◆ HOW TO COMPLETE THIS TASK
Using the records provided below, locate and copy each line that contains the word "NoEquivalentScenario".

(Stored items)
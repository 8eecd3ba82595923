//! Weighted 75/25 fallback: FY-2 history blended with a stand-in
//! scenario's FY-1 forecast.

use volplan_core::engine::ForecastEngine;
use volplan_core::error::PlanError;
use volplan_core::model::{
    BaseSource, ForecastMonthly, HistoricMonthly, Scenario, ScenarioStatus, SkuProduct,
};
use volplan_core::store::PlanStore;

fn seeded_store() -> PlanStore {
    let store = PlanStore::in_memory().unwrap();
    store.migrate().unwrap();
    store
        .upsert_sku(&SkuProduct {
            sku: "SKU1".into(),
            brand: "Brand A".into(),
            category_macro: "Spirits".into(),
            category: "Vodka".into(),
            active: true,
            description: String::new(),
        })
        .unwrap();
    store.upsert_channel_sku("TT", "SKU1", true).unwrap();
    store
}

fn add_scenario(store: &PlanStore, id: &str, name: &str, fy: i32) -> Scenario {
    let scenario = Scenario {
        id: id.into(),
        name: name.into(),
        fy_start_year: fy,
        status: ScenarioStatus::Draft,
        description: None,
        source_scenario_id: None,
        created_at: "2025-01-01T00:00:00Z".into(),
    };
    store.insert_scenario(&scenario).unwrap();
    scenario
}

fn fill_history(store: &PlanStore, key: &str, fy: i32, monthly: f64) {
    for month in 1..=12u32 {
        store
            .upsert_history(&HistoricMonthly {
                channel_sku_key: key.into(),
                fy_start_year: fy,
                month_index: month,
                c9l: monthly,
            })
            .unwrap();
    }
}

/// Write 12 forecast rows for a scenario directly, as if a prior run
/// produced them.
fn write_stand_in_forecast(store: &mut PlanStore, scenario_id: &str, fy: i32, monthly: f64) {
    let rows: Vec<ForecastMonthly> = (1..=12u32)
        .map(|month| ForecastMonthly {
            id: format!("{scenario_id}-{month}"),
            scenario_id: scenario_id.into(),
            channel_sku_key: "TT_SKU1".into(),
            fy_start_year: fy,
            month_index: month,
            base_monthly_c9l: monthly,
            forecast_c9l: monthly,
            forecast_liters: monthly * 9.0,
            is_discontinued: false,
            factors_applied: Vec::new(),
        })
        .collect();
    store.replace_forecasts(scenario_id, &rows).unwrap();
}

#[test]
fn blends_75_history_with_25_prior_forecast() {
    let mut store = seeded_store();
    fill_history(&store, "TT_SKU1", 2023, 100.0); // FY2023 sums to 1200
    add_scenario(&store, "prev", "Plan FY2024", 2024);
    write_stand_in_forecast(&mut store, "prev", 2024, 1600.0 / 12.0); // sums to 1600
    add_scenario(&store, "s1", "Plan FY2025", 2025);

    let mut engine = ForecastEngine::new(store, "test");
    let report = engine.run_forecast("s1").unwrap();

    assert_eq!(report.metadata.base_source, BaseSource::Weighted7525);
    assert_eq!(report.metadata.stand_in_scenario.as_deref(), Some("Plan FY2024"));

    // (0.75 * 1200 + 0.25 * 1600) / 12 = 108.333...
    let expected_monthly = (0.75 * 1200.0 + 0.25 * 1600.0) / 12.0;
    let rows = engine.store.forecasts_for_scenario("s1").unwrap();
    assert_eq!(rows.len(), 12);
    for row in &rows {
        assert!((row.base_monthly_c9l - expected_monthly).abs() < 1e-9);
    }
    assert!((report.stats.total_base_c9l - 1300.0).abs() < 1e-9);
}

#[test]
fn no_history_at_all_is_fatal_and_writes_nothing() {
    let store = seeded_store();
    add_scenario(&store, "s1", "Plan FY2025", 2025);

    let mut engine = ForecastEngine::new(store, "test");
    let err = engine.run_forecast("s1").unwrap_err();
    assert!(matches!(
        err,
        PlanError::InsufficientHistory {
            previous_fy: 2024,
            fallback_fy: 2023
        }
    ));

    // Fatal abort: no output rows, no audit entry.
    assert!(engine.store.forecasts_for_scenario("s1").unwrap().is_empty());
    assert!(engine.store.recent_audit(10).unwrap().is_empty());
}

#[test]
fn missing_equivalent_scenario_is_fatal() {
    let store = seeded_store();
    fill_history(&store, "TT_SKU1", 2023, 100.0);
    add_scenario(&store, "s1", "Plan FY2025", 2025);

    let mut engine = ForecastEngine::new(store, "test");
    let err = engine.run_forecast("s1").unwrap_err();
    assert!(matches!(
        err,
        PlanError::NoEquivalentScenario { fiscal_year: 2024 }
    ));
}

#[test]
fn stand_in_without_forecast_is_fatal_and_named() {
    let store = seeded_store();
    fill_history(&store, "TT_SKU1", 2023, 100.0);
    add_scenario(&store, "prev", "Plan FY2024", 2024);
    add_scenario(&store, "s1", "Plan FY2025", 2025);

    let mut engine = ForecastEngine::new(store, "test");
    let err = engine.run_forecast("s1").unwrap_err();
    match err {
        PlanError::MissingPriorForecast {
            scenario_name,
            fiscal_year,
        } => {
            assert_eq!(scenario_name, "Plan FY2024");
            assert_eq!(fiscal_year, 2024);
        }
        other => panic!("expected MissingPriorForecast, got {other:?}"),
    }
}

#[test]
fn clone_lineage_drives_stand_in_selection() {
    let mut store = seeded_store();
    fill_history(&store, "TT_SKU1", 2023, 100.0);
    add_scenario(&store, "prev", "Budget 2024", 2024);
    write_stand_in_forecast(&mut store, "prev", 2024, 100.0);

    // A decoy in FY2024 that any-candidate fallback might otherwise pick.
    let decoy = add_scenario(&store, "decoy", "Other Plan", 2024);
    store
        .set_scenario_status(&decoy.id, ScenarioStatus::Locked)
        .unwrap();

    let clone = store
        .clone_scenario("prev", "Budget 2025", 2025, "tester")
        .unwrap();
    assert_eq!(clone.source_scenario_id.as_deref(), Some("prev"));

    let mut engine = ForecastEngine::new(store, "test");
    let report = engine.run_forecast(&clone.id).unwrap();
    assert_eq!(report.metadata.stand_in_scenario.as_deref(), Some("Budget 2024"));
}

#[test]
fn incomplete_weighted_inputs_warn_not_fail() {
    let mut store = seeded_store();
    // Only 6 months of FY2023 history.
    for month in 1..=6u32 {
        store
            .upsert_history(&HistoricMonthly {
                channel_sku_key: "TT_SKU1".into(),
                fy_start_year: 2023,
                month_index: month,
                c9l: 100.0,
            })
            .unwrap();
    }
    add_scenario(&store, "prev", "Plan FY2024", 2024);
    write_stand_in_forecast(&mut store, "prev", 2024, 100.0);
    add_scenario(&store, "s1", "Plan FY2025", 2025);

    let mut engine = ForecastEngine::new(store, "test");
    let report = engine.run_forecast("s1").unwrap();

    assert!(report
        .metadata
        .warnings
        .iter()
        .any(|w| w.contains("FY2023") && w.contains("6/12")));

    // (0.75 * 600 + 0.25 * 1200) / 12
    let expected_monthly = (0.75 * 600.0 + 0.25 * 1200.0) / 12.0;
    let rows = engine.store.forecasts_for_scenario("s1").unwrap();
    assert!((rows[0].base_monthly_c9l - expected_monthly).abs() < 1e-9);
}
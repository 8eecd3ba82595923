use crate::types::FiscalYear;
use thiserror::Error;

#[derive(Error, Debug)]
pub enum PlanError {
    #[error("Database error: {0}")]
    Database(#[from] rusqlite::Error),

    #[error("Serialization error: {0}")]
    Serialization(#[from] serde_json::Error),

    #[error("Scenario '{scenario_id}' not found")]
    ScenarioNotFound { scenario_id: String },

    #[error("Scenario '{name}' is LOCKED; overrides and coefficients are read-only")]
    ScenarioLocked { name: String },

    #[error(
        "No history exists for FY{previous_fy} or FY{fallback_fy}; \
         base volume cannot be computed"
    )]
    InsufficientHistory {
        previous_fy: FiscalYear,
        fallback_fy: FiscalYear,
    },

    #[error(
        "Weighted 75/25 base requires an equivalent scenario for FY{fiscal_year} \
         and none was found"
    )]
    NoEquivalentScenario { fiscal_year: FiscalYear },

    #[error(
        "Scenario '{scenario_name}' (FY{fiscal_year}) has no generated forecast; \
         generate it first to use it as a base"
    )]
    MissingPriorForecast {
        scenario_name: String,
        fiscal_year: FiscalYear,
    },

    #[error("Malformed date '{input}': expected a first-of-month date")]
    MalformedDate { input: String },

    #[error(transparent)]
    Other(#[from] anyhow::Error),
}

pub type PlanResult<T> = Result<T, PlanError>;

◆ ANSWER BOX
        PlanError::NoEquivalentScenario { fiscal_year: 2024 }
    NoEquivalentScenario { fiscal_year: FiscalYear },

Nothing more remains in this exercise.